Sentii gli occhi incominciare a pizzicare e bruciare di dolore e lacrime che chiedevano l'accesso per scorrere libere lungo il mio viso, tirai su con il naso.
Il dolore che comprimeva il petto accelerandone i battiti come presa da palpitazioni.

"Lascia Kevin, ce la faccio" posai la mano su quella di Kevin guardandolo, per fargli capire che andava tutto bene, anche se dentro il dolore lancinante mi ritorceva lo stomaco come in una centrifuga.

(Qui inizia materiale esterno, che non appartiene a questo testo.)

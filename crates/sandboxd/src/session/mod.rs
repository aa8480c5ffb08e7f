//! Session orchestrator.

mod models;
mod probe;
mod repository;
mod service;

pub use models::{
    CreateSessionResponse, IllegalTransition, Session, SessionEvent, SessionStatus,
};
pub use probe::{HttpProbe, PodIpProbe, ReachabilityProbe};
pub use repository::SessionRepository;
pub use service::{SessionService, SessionServiceConfig};
//! Command-name derivation for skills.

/// Highest numeric suffix tried when a fork's command name collides.
pub const MAX_FORK_SUFFIX: u32 = 100;

/// Kebab-case command name: "Revenue Analysis Report" -> "revenue-analysis-report".
///
/// The result may be empty; callers reject that.
pub fn sanitize_command_name(name: &str) -> String {
    let cleaned: String = name
        .to_lowercase()
        .chars()
        .filter(|c| c.is_ascii_lowercase() || c.is_ascii_digit() || *c == ' ' || *c == '-')
        .collect();
    cleaned
        .split_whitespace()
        .collect::<Vec<_>>()
        .join("-")
        .trim_matches('-')
        .to_string()
}

pub fn fork_name(name: &str) -> String {
    format!("{name} (Fork)")
}

/// Candidate command names for a fork, in the order they are tried.
pub fn fork_command_candidates(base: &str) -> impl Iterator<Item = String> + '_ {
    std::iter::once(base.to_string())
        .chain((2..=MAX_FORK_SUFFIX).map(move |i| format!("{base}-{i}")))
}

/// Sandbox file name for a command.
pub fn command_file(command_name: &str) -> String {
    format!("{command_name}.md")
}

#[cfg(test)]
mod tests {
    use super::*;

    #[test]
    fn sanitize_examples() {
        assert_eq!(
            sanitize_command_name("Revenue Analysis Report"),
            "revenue-analysis-report"
        );
        assert_eq!(sanitize_command_name("  Code   Review!! "), "code-review");
        assert_eq!(sanitize_command_name("--Deploy v2--"), "deploy-v2");
        assert_eq!(sanitize_command_name("Émoji 🚀 Tool"), "moji-tool");
        assert_eq!(sanitize_command_name("!!!"), "");
    }

    #[test]
    fn fork_candidates_are_capped() {
        let names: Vec<String> = fork_command_candidates("review-fork").collect();
        assert_eq!(names.len(), 100);
        assert_eq!(names[0], "review-fork");
        assert_eq!(names[1], "review-fork-2");
        assert_eq!(names[99], "review-fork-100");
    }

    #[test]
    fn fork_name_suffix() {
        assert_eq!(fork_name("Review"), "Review (Fork)");
        assert_eq!(sanitize_command_name(&fork_name("Review")), "review-fork");
    }
}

"Sicura Cindy?" Chiese fievole osservandomi preoccupato negli occhi arrossati.
Annuì sentendo le sue mani che si staccavano piano da me, lasciandomi da sola con le gambe molli che mi reggevano a stento.
"Vuoi che ti accompagnano a casa?" Domandò Katy avvicinandosi poggiandomi una mano sulla spalla.

"No, sto bene, voi rimanete io vado da sola" li fissai cercando di mascherare il dolore, accennando un sorriso tirato, forse troppo, tanto da farmi male le guance.
"Sei proprio sicura?" Ribadì Katy scrutandomi, mordendosi le unghia delle dita smaltate.
"Ho detto che va bene ok?" Sbottai irritata, fuori di me, portandomi i capelli all'indietro.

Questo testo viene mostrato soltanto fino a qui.